Libre-échange

Ceta : la Wallonie bloque l’agenda néolibéral de l’Union européenne

Libre-échange

par Sophie Chapelle

Les Wallons vont-ils empêcher la ratification du traité de libre-échange entre l’Union européenne et le Canada (Ceta) ? Les 28 ministres européens du Commerce et l’exécutif européen se sont réunis le 18 octobre à Luxembourg pour tenter de débloquer la situation après le rejet du Ceta par la Wallonie, région francophone du sud de la Belgique. Quatre jours auparavant, le 14 octobre, le Parlement de la Wallonie a mis son veto au traité négocié entre l’UE et le Canada. Or le gouvernement belge ne peut pas signer cet accord sans le feu vert de ses parlements régionaux.

« Ce dont nous parlons ici, c’est de toute la philosophe des échanges commerciaux tels qu’ils vont se construire les prochaines années, explique le ministre président wallon Paul Magnette (voir la vidéo ci-dessous). Si nous voulons qu’il y ait de vraies règles en matière de droits de l’homme, de développement durable, il faut faire un travail de négociation pour obtenir un traité qui fixe les standards aussi hauts que cela deviendra la norme. C’est cela l’enjeu fondamental du Ceta. Et c’est pour cela que nous devons dire "non" pour négocier. "Non", pour créer un rapport de force qui nous permette d’obtenir plus de normes environnementales, sociales, plus de clauses de respect des services publics. Demain, c’est à partir de ce standard européen là que l’on discutera. »

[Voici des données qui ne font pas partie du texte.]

//! Shared corpora for the integration tests.

#![allow(dead_code)]

use decision_forest::{DataPoint, DataSet};
use rand::prelude::*;
use std::fs;
use std::path::Path;

pub fn names(num_features: usize) -> Vec<String> {
    (0..num_features).map(|i| format!("x{}", i)).collect()
}

pub fn corpus(rows: Vec<Vec<f64>>) -> DataSet {
    let width = rows.first().map_or(0, Vec::len);
    DataSet::from_points(names(width), rows.into_iter().map(DataPoint::new).collect())
        .expect("rows share one width")
}

/// Signal and background separated on feature 1: signal takes 0..=49 and
/// background 70.5..=100. Feature 0 is constant.
pub fn separable_pair() -> (DataSet, DataSet) {
    let signal = (0..50).map(|i| vec![5.0, i as f64]).collect();
    let background = (0..60).map(|k| vec![5.0, 100.0 - 0.5 * k as f64]).collect();
    (corpus(signal), corpus(background))
}

/// Two shifted uniform clouds overlapping on `[-0.5, 0.5]` in every feature.
pub fn overlapping_pair(
    num_signal: usize,
    num_background: usize,
    num_features: usize,
    seed: u64,
) -> (DataSet, DataSet) {
    let mut rng = StdRng::seed_from_u64(seed);
    let mut cloud = |count: usize, center: f64| -> DataSet {
        corpus(
            (0..count)
                .map(|_| {
                    (0..num_features)
                        .map(|_| center + rng.gen_range(-2.0..2.0))
                        .collect()
                })
                .collect(),
        )
    };
    let signal = cloud(num_signal, 1.5);
    let background = cloud(num_background, -1.5);
    (signal, background)
}

/// Random rows with `num_features` values in `[0, 10)`.
pub fn random_rows(count: usize, num_features: usize, seed: u64) -> DataSet {
    let mut rng = StdRng::seed_from_u64(seed);
    corpus(
        (0..count)
            .map(|_| (0..num_features).map(|_| rng.gen_range(0.0..10.0)).collect())
            .collect(),
    )
}

/// Writes a corpus as tab-separated text with a header row.
pub fn write_corpus(path: &Path, data: &DataSet) {
    let mut text = data.names().join("\t");
    text.push('\n');
    for point in data.points() {
        let row: Vec<String> = point.features.iter().map(|v| v.to_string()).collect();
        text.push_str(&row.join("\t"));
        text.push('\n');
    }
    fs::write(path, text).expect("write corpus");
}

Depuis ce refus, d’intenses tractations diplomatiques ont été lancées. « Nous faisons l’objet de très nombreuses pressions, parfois même, ces dernières heures, de menaces à peine voilées (…) Et pourtant, nous continuons à tenir notre cap », a affirmé Paul Magnette. La commissaire européenne au commerce, Cecilia Malmström, a donné jusqu’au 21 octobre à la Belgique pour trouver une solution avec la Wallonie et donner son feu vert au traité. Sans quoi, a-t-elle prévenu, le sommet Europe-Canada du 27 octobre, censé formaliser la signature de l’accord en présence du Premier ministre canadien Justin Trudeau n’aura pas lieu.

Vigilance démocratique

Ces pressions n’ont pas, pour l’instant, produit l’effet escompté. Le 18 octobre, Paul Magnette a déclaré devant le parlement wallon : « Nous ne pourrons pas apporter une réponse définitive à l’Europe avant vendredi. Notre processus démocratique est incompatible avec le calendrier qui nous est imposé. » Pour Aurélie Trouvé, porte-parole d’Attac, « la détermination des parlementaires wallons est un exemple dont nous espérons qu’il sera suivi par d’autres parlements d’Europe, à commencer par celui de France, où de nombreux députés et sénateurs ont publiquement exprimé craintes et réticences à l’égard du traité. Nous espérons maintenant que le gouvernement en tirera les leçons, et renoncera à soutenir ce traité. Loin d’être une défaite, cela l’honorerait. »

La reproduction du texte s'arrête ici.